**Try it**
Find "- factories: 食事タイプから献立を作る静的ファクトリー" in the data, then restate the line it sits in and every later line word for word, ending with the last line.

-*-

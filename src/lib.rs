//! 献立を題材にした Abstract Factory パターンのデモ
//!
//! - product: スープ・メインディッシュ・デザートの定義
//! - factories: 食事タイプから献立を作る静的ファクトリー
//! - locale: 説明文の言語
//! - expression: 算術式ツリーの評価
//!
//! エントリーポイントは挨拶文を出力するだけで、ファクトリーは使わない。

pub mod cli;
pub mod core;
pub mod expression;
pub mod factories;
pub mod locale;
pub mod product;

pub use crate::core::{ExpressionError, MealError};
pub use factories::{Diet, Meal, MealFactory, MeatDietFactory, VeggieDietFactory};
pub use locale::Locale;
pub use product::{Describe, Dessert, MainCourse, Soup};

-*-

**Solution to the problem**
//! - factories: 食事タイプから献立を作る静的ファクトリー
//! - locale: 説明文の言語
//! - expression: 算術式ツリーの評価
//!
//! エントリーポイントは挨拶文を出力するだけで、ファクトリーは使わない。

pub mod cli;
pub mod core;
pub mod expression;
pub mod factories;
pub mod locale;
pub mod product;

pub use crate::core::{ExpressionError, MealError};
pub use factories::{Diet, Meal, MealFactory, MeatDietFactory, VeggieDietFactory};
pub use locale::Locale;
pub use product::{Describe, Dessert, MainCourse, Soup};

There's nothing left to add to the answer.